FGR and functional trait composition
In the spring, the functional group richness of zooplankton increased overall during the investigated time period 1960-2010; in the coastal area, the increase was nearly twofold. Several environmental factors caused the increase of the FGR in the springtime community. We found that the changes in salinity and temperature mainly impacted the community by increasing the abundance of simpler, smaller organisms. The higher nutrient load in the system in early spring increased the amount of functional groups. In the late summer, functional group richness gradually decreased from the 1970s and 1980s both in the open sea area and coastal area, respectively, until the 1990s where the richness was at its lowest. This most likely reflects the system response to eutrophication that has been extensive in the Baltic Sea since the 1960s (Cederwall & Elmgren 1980; Andersen et al. 2016).

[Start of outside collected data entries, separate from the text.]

//! Run-time control of a mining session.
//!
//! Anything that wants to steer the miner (signal handlers, a
//! command-and-control client, tests) holds a cloneable [`Controller`] and
//! sends [`ControlCommand`]s; the miner's run loop is the single consumer.

use std::sync::Arc;

use strum::Display;
use tokio::sync::mpsc;

use crate::config::Config;
use crate::error::{Error, Result};

#[derive(Debug, Clone, Display)]
pub enum ControlCommand {
    /// Stop hashing; threads, scratch and pool connections stay up
    Pause,
    /// Continue hashing on the then-current job
    Resume,
    /// Tear down connections and workers and rebuild them from the same
    /// configuration
    Restart,
    /// Tear down and rebuild from a new configuration
    Reconfigure(Arc<Config>),
    /// Stop everything and return from the run loop
    Shutdown,
}

/// Sends control commands to a running miner.
#[derive(Debug, Clone)]
pub struct Controller {
    tx: mpsc::UnboundedSender<ControlCommand>,
}

impl Controller {
    pub fn new() -> (Self, mpsc::UnboundedReceiver<ControlCommand>) {
        let (tx, rx) = mpsc::unbounded_channel();
        (Self { tx }, rx)
    }

    pub fn send(&self, command: ControlCommand) -> Result<()> {
        self.tx
            .send(command)
            .map_err(|_| Error::ChannelClosed("miner control"))
    }

    pub fn pause(&self) -> Result<()> {
        self.send(ControlCommand::Pause)
    }

    pub fn resume(&self) -> Result<()> {
        self.send(ControlCommand::Resume)
    }

    pub fn restart(&self) -> Result<()> {
        self.send(ControlCommand::Restart)
    }

    /// Validates `config` before handing it over, so a bad configuration is
    /// reported to the caller instead of stopping a running miner.
    pub fn reconfigure(&self, config: Config) -> Result<()> {
        config.validate()?;
        self.send(ControlCommand::Reconfigure(Arc::new(config)))
    }

    pub fn shutdown(&self) -> Result<()> {
        self.send(ControlCommand::Shutdown)
    }
}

Regarding functional trait composition, the main long-term shift that occurred during 1960-2010 was the shift from a community dominated by filterers in the 1960s towards a mixed- and predator-dominated community in the early 2000. Also the complexity of the organisms changed from more complex groups (Copepoda) to a community dominated by cladocerans and rotifers. Rotifers are known to increase in murky lakes (Leechet al. 2018); they also respond to warming (Daufresne et al. 2009), and to eutrophication (Vehmaa et al. 2018). Gulf of Riga is still known to be one of the most eutrophicated basins in the Baltic Sea (HELCOM 2018), which is a likely reason for the strong increase in rotifers. Vehmaa et al. (2018) showed that also small-bodied cladoceran such as Bosmina (Eubosmina )maritima respond to eutrophication by increasing their abundance.